▶ [Exercise requirements]
Among the lines below, restate word for word only those from the line with "not found, using" through the line with "use pretty_assertions::assert_eq;", with both end lines kept.

▶ [Material supplied]
........

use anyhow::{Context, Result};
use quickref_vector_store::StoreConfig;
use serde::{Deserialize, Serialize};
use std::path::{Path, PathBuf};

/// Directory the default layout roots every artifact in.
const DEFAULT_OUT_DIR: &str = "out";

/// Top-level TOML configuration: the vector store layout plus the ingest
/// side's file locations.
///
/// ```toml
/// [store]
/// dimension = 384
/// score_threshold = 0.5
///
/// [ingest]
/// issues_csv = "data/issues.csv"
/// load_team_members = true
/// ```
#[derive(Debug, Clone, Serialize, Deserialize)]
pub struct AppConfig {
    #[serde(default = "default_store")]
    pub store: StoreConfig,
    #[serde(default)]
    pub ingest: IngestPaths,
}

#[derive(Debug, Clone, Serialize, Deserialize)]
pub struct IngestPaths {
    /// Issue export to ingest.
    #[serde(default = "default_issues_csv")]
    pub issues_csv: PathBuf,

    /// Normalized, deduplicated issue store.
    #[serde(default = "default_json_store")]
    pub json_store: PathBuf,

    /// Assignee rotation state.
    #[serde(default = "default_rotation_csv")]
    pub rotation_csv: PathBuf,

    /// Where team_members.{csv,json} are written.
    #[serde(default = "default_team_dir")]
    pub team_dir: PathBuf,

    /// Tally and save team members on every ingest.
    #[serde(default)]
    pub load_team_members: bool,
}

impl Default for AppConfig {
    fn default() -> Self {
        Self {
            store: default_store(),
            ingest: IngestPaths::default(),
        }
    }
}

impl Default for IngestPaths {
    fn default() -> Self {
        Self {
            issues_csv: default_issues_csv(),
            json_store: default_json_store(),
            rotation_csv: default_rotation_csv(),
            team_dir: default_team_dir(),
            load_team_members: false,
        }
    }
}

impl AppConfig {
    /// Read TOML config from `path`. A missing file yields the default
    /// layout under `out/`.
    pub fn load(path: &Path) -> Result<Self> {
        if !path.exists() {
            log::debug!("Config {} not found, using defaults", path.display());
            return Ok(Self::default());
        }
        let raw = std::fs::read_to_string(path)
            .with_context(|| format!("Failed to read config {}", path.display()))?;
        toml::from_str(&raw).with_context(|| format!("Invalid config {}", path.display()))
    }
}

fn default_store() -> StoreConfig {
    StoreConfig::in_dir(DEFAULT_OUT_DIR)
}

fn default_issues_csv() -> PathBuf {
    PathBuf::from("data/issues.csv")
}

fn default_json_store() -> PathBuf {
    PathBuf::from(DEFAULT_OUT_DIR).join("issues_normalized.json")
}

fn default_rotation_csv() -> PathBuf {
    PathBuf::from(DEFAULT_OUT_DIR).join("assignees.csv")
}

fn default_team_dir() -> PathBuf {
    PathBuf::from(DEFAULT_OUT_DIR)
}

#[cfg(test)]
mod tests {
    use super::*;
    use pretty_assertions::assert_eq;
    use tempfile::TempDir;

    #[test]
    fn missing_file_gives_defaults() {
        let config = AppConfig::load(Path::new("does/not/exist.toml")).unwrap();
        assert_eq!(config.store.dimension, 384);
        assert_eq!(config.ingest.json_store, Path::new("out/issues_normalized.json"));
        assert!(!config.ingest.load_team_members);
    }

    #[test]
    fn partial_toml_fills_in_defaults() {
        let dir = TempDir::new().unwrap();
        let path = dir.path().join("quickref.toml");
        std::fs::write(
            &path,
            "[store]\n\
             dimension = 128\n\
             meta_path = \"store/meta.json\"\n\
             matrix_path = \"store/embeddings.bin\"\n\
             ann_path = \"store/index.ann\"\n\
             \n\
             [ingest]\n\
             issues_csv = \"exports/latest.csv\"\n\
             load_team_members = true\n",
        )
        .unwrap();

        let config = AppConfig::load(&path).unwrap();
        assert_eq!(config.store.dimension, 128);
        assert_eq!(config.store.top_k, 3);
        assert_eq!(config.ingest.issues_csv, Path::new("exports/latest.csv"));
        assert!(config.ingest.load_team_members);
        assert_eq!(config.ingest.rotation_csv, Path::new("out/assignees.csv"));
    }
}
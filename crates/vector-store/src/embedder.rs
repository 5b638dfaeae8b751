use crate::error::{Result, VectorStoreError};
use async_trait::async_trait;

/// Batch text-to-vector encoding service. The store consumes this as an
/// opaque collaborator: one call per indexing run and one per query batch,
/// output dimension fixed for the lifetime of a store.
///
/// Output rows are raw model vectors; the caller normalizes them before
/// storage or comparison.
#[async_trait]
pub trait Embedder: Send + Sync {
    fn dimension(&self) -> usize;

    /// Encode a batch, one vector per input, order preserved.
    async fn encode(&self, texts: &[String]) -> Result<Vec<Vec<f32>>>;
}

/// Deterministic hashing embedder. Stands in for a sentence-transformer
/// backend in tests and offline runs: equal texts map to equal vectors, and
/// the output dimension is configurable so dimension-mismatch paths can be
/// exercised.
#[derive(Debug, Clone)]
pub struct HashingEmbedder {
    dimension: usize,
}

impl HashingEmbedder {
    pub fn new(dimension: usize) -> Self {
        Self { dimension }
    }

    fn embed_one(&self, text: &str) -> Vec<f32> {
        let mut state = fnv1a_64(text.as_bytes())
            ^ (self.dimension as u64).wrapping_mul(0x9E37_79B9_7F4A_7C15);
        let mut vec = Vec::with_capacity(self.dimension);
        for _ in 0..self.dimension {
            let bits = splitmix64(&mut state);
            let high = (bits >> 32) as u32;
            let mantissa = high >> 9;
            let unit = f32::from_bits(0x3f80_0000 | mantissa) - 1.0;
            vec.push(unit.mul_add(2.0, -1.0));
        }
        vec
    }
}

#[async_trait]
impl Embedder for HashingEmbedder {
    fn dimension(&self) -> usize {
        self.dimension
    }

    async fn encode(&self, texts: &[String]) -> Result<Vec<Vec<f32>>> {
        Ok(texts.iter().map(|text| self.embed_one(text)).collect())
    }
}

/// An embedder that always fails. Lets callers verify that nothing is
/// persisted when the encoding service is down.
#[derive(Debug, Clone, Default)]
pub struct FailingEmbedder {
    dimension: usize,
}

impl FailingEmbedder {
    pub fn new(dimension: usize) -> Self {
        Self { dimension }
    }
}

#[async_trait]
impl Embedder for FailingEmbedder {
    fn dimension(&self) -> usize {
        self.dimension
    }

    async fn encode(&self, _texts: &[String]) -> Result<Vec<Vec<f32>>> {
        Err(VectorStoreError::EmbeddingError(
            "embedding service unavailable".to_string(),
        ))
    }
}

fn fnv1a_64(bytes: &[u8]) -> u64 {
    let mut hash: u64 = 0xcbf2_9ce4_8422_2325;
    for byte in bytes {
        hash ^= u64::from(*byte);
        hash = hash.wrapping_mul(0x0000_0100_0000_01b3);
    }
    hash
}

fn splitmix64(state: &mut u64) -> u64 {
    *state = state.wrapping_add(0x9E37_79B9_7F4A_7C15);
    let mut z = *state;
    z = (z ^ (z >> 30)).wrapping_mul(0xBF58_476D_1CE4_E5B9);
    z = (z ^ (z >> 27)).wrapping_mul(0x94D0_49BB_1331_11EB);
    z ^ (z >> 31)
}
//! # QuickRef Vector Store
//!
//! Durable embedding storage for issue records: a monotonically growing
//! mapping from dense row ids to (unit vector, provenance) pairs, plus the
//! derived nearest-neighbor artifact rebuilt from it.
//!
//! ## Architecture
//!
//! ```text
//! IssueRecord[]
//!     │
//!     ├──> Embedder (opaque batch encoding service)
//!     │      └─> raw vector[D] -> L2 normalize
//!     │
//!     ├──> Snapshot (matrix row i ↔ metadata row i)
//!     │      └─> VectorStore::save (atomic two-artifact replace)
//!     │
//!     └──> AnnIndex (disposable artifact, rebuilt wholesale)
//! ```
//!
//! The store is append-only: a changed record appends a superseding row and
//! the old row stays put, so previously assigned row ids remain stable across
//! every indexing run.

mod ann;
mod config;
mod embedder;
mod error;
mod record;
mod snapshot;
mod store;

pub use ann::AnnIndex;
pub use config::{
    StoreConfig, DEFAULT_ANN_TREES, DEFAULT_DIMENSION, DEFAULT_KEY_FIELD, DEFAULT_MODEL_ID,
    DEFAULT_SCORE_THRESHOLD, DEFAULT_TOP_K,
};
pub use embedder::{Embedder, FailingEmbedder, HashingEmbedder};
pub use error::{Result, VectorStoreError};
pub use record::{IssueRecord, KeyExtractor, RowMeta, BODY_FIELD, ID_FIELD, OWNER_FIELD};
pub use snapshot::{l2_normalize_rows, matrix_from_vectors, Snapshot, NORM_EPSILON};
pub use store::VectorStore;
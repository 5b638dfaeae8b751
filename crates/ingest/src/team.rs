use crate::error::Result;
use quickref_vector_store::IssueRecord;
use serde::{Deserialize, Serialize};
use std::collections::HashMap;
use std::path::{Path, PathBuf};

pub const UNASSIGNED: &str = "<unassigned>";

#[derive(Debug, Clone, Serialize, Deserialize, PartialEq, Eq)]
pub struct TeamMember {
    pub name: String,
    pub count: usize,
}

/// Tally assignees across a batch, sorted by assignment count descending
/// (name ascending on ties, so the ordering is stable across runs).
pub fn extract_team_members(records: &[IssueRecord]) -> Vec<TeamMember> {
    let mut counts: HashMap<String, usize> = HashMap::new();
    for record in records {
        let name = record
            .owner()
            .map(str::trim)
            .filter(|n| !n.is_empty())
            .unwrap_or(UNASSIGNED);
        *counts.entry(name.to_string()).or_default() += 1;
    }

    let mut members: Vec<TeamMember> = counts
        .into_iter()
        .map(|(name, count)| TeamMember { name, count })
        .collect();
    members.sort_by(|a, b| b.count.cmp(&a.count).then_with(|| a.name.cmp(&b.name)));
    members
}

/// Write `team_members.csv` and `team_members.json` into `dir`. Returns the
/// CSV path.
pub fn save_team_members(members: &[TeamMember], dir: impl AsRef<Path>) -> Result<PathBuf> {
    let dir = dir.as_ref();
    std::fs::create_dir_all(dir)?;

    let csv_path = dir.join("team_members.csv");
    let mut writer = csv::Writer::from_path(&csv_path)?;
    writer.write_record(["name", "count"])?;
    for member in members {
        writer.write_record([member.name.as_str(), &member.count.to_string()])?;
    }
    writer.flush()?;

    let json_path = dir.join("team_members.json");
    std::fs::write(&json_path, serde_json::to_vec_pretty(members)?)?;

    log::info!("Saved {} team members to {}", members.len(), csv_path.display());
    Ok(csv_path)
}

........

▶ [Response]
            log::debug!("Config {} not found, using defaults", path.display());
            return Ok(Self::default());
        }
        let raw = std::fs::read_to_string(path)
            .with_context(|| format!("Failed to read config {}", path.display()))?;
        toml::from_str(&raw).with_context(|| format!("Invalid config {}", path.display()))
    }
}

fn default_store() -> StoreConfig {
    StoreConfig::in_dir(DEFAULT_OUT_DIR)
}

fn default_issues_csv() -> PathBuf {
    PathBuf::from("data/issues.csv")
}

fn default_json_store() -> PathBuf {
    PathBuf::from(DEFAULT_OUT_DIR).join("issues_normalized.json")
}

fn default_rotation_csv() -> PathBuf {
    PathBuf::from(DEFAULT_OUT_DIR).join("assignees.csv")
}

fn default_team_dir() -> PathBuf {
    PathBuf::from(DEFAULT_OUT_DIR)
}

#[cfg(test)]
mod tests {
    use super::*;
    use pretty_assertions::assert_eq;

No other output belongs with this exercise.